#### Provided information

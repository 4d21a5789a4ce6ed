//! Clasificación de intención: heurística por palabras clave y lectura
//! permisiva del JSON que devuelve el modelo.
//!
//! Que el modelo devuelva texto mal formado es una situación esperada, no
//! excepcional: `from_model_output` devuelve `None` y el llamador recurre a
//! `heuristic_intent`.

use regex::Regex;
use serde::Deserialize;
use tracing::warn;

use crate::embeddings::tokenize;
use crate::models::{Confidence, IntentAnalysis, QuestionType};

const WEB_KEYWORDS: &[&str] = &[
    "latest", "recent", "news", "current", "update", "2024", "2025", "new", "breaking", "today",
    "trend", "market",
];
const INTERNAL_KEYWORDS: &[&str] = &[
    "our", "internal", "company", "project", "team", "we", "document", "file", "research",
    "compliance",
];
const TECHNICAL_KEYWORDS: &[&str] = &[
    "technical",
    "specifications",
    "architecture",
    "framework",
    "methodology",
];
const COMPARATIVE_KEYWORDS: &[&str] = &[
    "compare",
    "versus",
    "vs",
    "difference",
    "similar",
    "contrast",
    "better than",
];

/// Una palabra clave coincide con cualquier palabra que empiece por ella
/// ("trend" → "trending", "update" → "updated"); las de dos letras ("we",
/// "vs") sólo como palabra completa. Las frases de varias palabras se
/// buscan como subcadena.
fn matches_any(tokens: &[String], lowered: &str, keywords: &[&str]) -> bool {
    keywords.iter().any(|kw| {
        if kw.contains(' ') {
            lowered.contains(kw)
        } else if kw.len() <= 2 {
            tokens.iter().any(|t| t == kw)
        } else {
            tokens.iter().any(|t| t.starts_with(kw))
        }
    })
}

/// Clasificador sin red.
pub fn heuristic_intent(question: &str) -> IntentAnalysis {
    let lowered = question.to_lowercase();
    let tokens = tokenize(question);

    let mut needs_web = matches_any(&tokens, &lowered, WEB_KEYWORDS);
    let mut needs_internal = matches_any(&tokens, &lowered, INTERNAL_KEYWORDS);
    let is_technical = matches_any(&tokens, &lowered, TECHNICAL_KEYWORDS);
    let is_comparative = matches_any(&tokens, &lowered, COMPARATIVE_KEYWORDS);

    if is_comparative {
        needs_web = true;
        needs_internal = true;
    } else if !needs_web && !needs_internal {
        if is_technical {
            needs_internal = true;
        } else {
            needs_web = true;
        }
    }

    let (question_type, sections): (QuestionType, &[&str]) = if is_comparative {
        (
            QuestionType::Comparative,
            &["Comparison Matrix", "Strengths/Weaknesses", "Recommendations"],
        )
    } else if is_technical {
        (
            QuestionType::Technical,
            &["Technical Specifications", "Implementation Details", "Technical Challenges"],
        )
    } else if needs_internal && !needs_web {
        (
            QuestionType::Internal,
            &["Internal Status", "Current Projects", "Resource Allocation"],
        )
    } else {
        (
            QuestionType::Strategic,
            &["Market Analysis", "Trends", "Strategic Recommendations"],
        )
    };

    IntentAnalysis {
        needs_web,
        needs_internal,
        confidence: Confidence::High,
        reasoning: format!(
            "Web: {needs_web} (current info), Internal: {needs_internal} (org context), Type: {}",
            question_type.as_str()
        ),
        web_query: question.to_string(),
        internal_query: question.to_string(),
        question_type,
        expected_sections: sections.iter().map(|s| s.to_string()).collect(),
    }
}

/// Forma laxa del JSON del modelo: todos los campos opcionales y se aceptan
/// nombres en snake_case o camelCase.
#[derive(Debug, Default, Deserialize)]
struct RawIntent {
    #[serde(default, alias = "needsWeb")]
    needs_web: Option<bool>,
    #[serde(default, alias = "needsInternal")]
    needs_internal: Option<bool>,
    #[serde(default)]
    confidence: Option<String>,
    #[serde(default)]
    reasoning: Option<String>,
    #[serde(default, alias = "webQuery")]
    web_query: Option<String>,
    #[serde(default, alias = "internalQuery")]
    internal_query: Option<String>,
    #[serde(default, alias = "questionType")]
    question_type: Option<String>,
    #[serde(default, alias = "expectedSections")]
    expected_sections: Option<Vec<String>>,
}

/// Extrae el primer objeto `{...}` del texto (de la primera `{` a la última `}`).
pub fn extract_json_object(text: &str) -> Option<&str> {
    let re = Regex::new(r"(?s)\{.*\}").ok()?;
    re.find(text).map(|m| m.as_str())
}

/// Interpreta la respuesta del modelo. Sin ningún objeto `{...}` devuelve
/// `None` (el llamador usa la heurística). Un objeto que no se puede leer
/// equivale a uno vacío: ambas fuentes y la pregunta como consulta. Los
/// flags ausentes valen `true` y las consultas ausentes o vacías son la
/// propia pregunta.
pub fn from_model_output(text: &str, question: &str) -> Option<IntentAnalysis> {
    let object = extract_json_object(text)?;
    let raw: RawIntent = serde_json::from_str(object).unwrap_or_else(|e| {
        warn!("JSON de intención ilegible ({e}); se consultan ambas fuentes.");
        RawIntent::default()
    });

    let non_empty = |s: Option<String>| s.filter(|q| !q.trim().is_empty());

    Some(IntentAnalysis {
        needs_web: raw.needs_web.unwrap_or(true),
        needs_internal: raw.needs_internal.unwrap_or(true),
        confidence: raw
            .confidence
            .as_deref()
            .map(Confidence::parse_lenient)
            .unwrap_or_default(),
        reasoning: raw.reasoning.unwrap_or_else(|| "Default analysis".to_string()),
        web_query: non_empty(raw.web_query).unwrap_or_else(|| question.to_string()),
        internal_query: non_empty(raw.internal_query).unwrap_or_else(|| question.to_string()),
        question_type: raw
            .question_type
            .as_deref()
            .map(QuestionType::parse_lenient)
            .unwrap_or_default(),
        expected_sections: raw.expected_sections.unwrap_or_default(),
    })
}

#### What needs to be done
For each line of the data that includes the word "Recommendations", return a copy of it.

#### Written solution
            &["Comparison Matrix", "Strengths/Weaknesses", "Recommendations"],
            &["Market Analysis", "Trends", "Strategic Recommendations"],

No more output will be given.